//! Filesystem execution context shared across the control plane.

use std::fmt;

use serde::{Deserialize, Serialize};

/// Flavor of the filesystem backing the config directory.
///
/// A clustered (GPFS-style) backend needs an extra linkat-with-replace step
/// after the atomic rename so that all cluster nodes observe the replacement
/// as a single transition.
#[derive(Debug, Clone, Copy, Default, PartialEq, Eq, Serialize, Deserialize)]
pub enum ConfigRootBackend {
    /// Plain POSIX filesystem; rename(2) alone is atomic enough.
    #[default]
    None,
    /// IBM Spectrum Scale (GPFS) clustered filesystem.
    Gpfs,
}

impl ConfigRootBackend {
    /// Parse the CLI / environment spelling of the backend flag.
    ///
    /// # Errors
    ///
    /// Returns [`crate::NsfsError::Config`] for unrecognized values.
    pub fn parse(value: &str) -> Result<Self, crate::NsfsError> {
        match value {
            "" | "none" => Ok(Self::None),
            "GPFS" => Ok(Self::Gpfs),
            other => Err(crate::NsfsError::Config(format!(
                "unknown config_root_backend: {other} (expected 'none' or 'GPFS')"
            ))),
        }
    }
}

impl fmt::Display for ConfigRootBackend {
    fn fmt(&self, f: &mut fmt::Formatter<'_>) -> fmt::Result {
        match self {
            Self::None => f.write_str("none"),
            Self::Gpfs => f.write_str("GPFS"),
        }
    }
}

/// The filesystem identity a piece of work executes under.
///
/// Exactly one form is representable by construction: either a concrete
/// uid/gid pair or a distinguished name still to be resolved through the
/// host user database.
#[derive(Debug, Clone, PartialEq, Eq, Serialize, Deserialize)]
pub enum FsIdentity {
    /// Concrete numeric identity.
    UidGid {
        /// Effective user id for filesystem access.
        uid: u32,
        /// Effective group id for filesystem access.
        gid: u32,
    },
    /// A system user name resolved to uid/gid at probe time.
    DistinguishedName(String),
}

impl fmt::Display for FsIdentity {
    fn fmt(&self, f: &mut fmt::Formatter<'_>) -> fmt::Result {
        match self {
            Self::UidGid { uid, gid } => write!(f, "{uid}:{gid}"),
            Self::DistinguishedName(name) => f.write_str(name),
        }
    }
}

/// Execution context for filesystem operations.
///
/// Carries the backend flavor of the target filesystem and the identity the
/// operation should bear. Constructed per operation; never stored globally.
#[derive(Debug, Clone, PartialEq, Eq, Serialize, Deserialize)]
pub struct FsContext {
    /// Backend flavor of the filesystem being touched.
    pub backend: ConfigRootBackend,
    /// Identity the operation executes under, if different from the process.
    pub identity: Option<FsIdentity>,
}

impl FsContext {
    /// Context for work done under the service's own identity.
    #[must_use]
    pub fn service(backend: ConfigRootBackend) -> Self {
        Self {
            backend,
            identity: None,
        }
    }

    /// Context for work done under a specific account identity.
    #[must_use]
    pub fn with_identity(backend: ConfigRootBackend, identity: FsIdentity) -> Self {
        Self {
            backend,
            identity: Some(identity),
        }
    }
}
###
■ ACTIVITY ■
In full and without alteration, repeat the records.

■ RESPONSE TO THE TASK ■
//! Filesystem execution context shared across the control plane.

use std::fmt;

use serde::{Deserialize, Serialize};

/// Flavor of the filesystem backing the config directory.
///
/// A clustered (GPFS-style) backend needs an extra linkat-with-replace step
/// after the atomic rename so that all cluster nodes observe the replacement
/// as a single transition.
#[derive(Debug, Clone, Copy, Default, PartialEq, Eq, Serialize, Deserialize)]
pub enum ConfigRootBackend {
    /// Plain POSIX filesystem; rename(2) alone is atomic enough.
    #[default]
    None,
    /// IBM Spectrum Scale (GPFS) clustered filesystem.
    Gpfs,
}

impl ConfigRootBackend {
    /// Parse the CLI / environment spelling of the backend flag.
    ///
    /// # Errors
    ///
    /// Returns [`crate::NsfsError::Config`] for unrecognized values.
    pub fn parse(value: &str) -> Result<Self, crate::NsfsError> {
        match value {
            "" | "none" => Ok(Self::None),
            "GPFS" => Ok(Self::Gpfs),
            other => Err(crate::NsfsError::Config(format!(
                "unknown config_root_backend: {other} (expected 'none' or 'GPFS')"
            ))),
        }
    }
}

impl fmt::Display for ConfigRootBackend {
    fn fmt(&self, f: &mut fmt::Formatter<'_>) -> fmt::Result {
        match self {
            Self::None => f.write_str("none"),
            Self::Gpfs => f.write_str("GPFS"),
        }
    }
}

/// The filesystem identity a piece of work executes under.
///
/// Exactly one form is representable by construction: either a concrete
/// uid/gid pair or a distinguished name still to be resolved through the
/// host user database.
#[derive(Debug, Clone, PartialEq, Eq, Serialize, Deserialize)]
pub enum FsIdentity {
    /// Concrete numeric identity.
    UidGid {
        /// Effective user id for filesystem access.
        uid: u32,
        /// Effective group id for filesystem access.
        gid: u32,
    },
    /// A system user name resolved to uid/gid at probe time.
    DistinguishedName(String),
}

impl fmt::Display for FsIdentity {
    fn fmt(&self, f: &mut fmt::Formatter<'_>) -> fmt::Result {
        match self {
            Self::UidGid { uid, gid } => write!(f, "{uid}:{gid}"),
            Self::DistinguishedName(name) => f.write_str(name),
        }
    }
}

/// Execution context for filesystem operations.
///
/// Carries the backend flavor of the target filesystem and the identity the
/// operation should bear. Constructed per operation; never stored globally.
#[derive(Debug, Clone, PartialEq, Eq, Serialize, Deserialize)]
pub struct FsContext {
    /// Backend flavor of the filesystem being touched.
    pub backend: ConfigRootBackend,
    /// Identity the operation executes under, if different from the process.
    pub identity: Option<FsIdentity>,
}

impl FsContext {
    /// Context for work done under the service's own identity.
    #[must_use]
    pub fn service(backend: ConfigRootBackend) -> Self {
        Self {
            backend,
            identity: None,
        }
    }

    /// Context for work done under a specific account identity.
    #[must_use]
    pub fn with_identity(backend: ConfigRootBackend, identity: FsIdentity) -> Self {
        Self {
            backend,
            identity: Some(identity),
        }
    }
}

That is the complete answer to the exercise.